When I need to, I study the terminology enough to figure it out. It's easier if it's in a field I have a connection to or direct interest in, but it's not impossible to start from scratch. (However. There's a reason so many authors provide a glossary in the backs of complex world-building books.)

Quote:
That's what I find so ridiculous about people trying to claim that a specialty's precise terminology (and it's almost always computer-related) serves as some kind of shibboleth to keep out the uninitiated. Terminology is the easy stuff.
No, it's just the first hurdle. Which, if it's high enough, can make the field not worth entering. And I can understand not providing it; those terms are used because they're effective; rephrasing them in non-technical terms means basically describing them wrongly.

I've written a basic Pagan-to-English vocab guide; it was weird realizing how much it felt like dumbing down or glossing over the important parts. And how much I left out, because "basic" kept trying to explode. I eventually decided that, anyone who wanted more than basic knowledge would have enough vocab not to get themselves shouted out of the places where more advanced details are available, and they could find that info on their own.

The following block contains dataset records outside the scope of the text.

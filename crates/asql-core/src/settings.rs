//! Connection settings handed to a driver

use std::time::Duration;

use serde::{Deserialize, Serialize};

use crate::Backend;

/// Where and how to connect.
///
/// Keys use the camelCase names of the client configuration object, so a
/// single JSON/TOML document can carry both these settings and the pool
/// options. Missing keys take their defaults; the port defaults per backend.
#[derive(Debug, Clone, PartialEq, Serialize, Deserialize)]
#[serde(rename_all = "camelCase", default)]
pub struct ConnectionSettings {
    pub host: String,
    /// `None` means the backend's default port
    pub port: Option<u16>,
    pub username: String,
    pub password: String,
    pub database: String,
    pub charset: String,
    /// Handshake timeout in milliseconds
    #[serde(rename = "connectTimeout")]
    pub connect_timeout_ms: u64,
    /// Driver-level connection test timeout in milliseconds
    #[serde(rename = "testTimeout")]
    pub test_timeout_ms: u64,
    /// Per-query timeout in milliseconds, enforced by the driver
    #[serde(rename = "queryTimeout")]
    pub query_timeout_ms: Option<u64>,
    pub ssl_mode: Option<String>,
    pub ssl_root_cert: Option<String>,
}

impl ConnectionSettings {
    /// Port to connect to for the given backend
    pub fn port_for(&self, backend: Backend) -> u16 {
        self.port.unwrap_or_else(|| backend.default_port())
    }

    /// `host:port` for logging
    pub fn address(&self, backend: Backend) -> String {
        format!("{}:{}", self.host, self.port_for(backend))
    }

    pub fn connect_timeout(&self) -> Duration {
        Duration::from_millis(self.connect_timeout_ms)
    }

    pub fn test_timeout(&self) -> Duration {
        Duration::from_millis(self.test_timeout_ms)
    }

    pub fn query_timeout(&self) -> Option<Duration> {
        self.query_timeout_ms.map(Duration::from_millis)
    }

    /// SSL options in the key format drivers expect (`sslmode`, `sslrootcert`)
    pub fn ssl_options(&self) -> Vec<(&'static str, &str)> {
        let mut options = Vec::new();
        if let Some(mode) = &self.ssl_mode {
            options.push(("sslmode", mode.as_str()));
        }
        if let Some(cert) = &self.ssl_root_cert {
            options.push(("sslrootcert", cert.as_str()));
        }
        options
    }
}

impl Default for ConnectionSettings {
    fn default() -> Self {
        Self {
            host: "localhost".to_string(),
            port: None,
            username: "vertx".to_string(),
            password: "password".to_string(),
            database: "testdb".to_string(),
            charset: "UTF-8".to_string(),
            connect_timeout_ms: 10_000,
            test_timeout_ms: 10_000,
            query_timeout_ms: None,
            ssl_mode: None,
            ssl_root_cert: None,
        }
    }
}

#[cfg(test)]
mod tests {
    use super::*;

    #[test]
    fn test_defaults_follow_backend() {
        let settings = ConnectionSettings::default();
        assert_eq!(settings.port_for(Backend::MySql), 3306);
        assert_eq!(settings.port_for(Backend::PostgreSql), 5432);
        assert_eq!(settings.address(Backend::PostgreSql), "localhost:5432");
        assert!(settings.query_timeout().is_none());
        assert!(settings.ssl_options().is_empty());
    }

    #[test]
    fn test_partial_json_keeps_defaults() {
        let json = serde_json::json!({
            "host": "db.internal",
            "port": 6543,
            "queryTimeout": 2500,
            "sslMode": "require"
        });
        let settings: ConnectionSettings = serde_json::from_value(json).expect("deserialize");

        assert_eq!(settings.host, "db.internal");
        assert_eq!(settings.port_for(Backend::MySql), 6543);
        assert_eq!(settings.username, "vertx");
        assert_eq!(settings.connect_timeout(), Duration::from_millis(10_000));
        assert_eq!(settings.query_timeout(), Some(Duration::from_millis(2500)));
        assert_eq!(settings.ssl_options(), vec![("sslmode", "require")]);
    }
}
//! Registries over `serde_json::Value` records, described by a schema document.
//!
//! A schema maps field names to type names, or to a nested schema for a
//! relation whose items are the array stored under that key:
//!
//! ```json
//! {
//!   "Name": "string",
//!   "Age": "int",
//!   "Score": "optionalDecimal",
//!   "Tags": { "Label": "string" }
//! }
//! ```
//!
//! Missing non-optional values read as the type's zero (`""`, `0`, the Unix
//! epoch); missing optional values read as absent.

use std::collections::BTreeMap;

use chrono::NaiveDateTime;
use rust_decimal::Decimal;
use serde::Deserialize;
use serde_json::Value;

use crate::registry::Registry;
use crate::value::{date_time_from_str, decimal_from_str};

/// Scalar type names accepted in a schema.
#[derive(Debug, Clone, Copy, PartialEq, Eq, Deserialize)]
#[serde(rename_all = "camelCase")]
pub enum ScalarType {
    String,
    Int,
    OptionalInt,
    Decimal,
    OptionalDecimal,
    OptionalBool,
    DateTime,
    OptionalDateTime,
}

#[derive(Debug, Clone, PartialEq, Deserialize)]
#[serde(untagged)]
pub enum FieldSpec {
    Scalar(ScalarType),
    Relation(Schema),
}

#[derive(Debug, Clone, Default, PartialEq, Deserialize)]
#[serde(transparent)]
pub struct Schema {
    pub fields: BTreeMap<String, FieldSpec>,
}

impl Schema {
    pub fn from_json(text: &str) -> serde_json::Result<Self> {
        serde_json::from_str(text)
    }

    /// Builds the registry this schema describes.
    pub fn registry(&self) -> Registry<Value> {
        self.build(Registry::new())
    }

    fn build(&self, mut registry: Registry<Value>) -> Registry<Value> {
        for (name, spec) in &self.fields {
            let key = name.clone();
            registry = match spec {
                FieldSpec::Scalar(ScalarType::String) => registry.string(name.as_str(), move |v| {
                    v.get(&key).and_then(Value::as_str).unwrap_or_default()
                }),
                FieldSpec::Scalar(ScalarType::Int) => registry.int(name.as_str(), move |v| {
                    v.get(&key).and_then(Value::as_i64).unwrap_or_default()
                }),
                FieldSpec::Scalar(ScalarType::OptionalInt) => {
                    registry.optional_int(name.as_str(), move |v| v.get(&key).and_then(Value::as_i64))
                }
                FieldSpec::Scalar(ScalarType::Decimal) => registry.decimal(name.as_str(), move |v| {
                    v.get(&key).and_then(json_decimal).unwrap_or_default()
                }),
                FieldSpec::Scalar(ScalarType::OptionalDecimal) => {
                    registry.optional_decimal(name.as_str(), move |v| v.get(&key).and_then(json_decimal))
                }
                FieldSpec::Scalar(ScalarType::OptionalBool) => {
                    registry.optional_bool(name.as_str(), move |v| v.get(&key).and_then(Value::as_bool))
                }
                FieldSpec::Scalar(ScalarType::DateTime) => registry.date_time(name.as_str(), move |v| {
                    v.get(&key).and_then(json_date_time).unwrap_or_default()
                }),
                FieldSpec::Scalar(ScalarType::OptionalDateTime) => registry
                    .optional_date_time(name.as_str(), move |v| v.get(&key).and_then(json_date_time)),
                FieldSpec::Relation(child) => registry.relation(
                    name.as_str(),
                    move |v| {
                        v.get(&key)
                            .and_then(Value::as_array)
                            .map(Vec::as_slice)
                            .unwrap_or(&[])
                    },
                    |items| child.build(items),
                ),
            };
        }
        registry
    }
}

/// Numbers, or strings holding a decimal (common for money amounts).
fn json_decimal(value: &Value) -> Option<Decimal> {
    match value {
        Value::Number(n) => match n.as_i64() {
            Some(i) => Some(Decimal::from(i)),
            None => decimal_from_str(&n.to_string()),
        },
        Value::String(s) => decimal_from_str(s),
        _ => None,
    }
}

fn json_date_time(value: &Value) -> Option<NaiveDateTime> {
    value.as_str().and_then(date_time_from_str)
}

And a Calibre glossary could have the same intent--just enough vocab to be able to ask for help coherently, and to allow for easy absorption of other new terms.

Quote:
So, back to the topic at hand, what we need isn't to translate technical terms into "computer TV set"-speak for users; we need to provide adequate explanations of those technical terms so they can understand what other documentation means, and use the terms themselves. That gets everyone on the same page. Perhaps a glossary section of some kind could address this.
I'd like that; I don't think we need a complete "Calibre for Dummies" book, but a page or two of vocab for people who don't come out of a programming background would be helpful.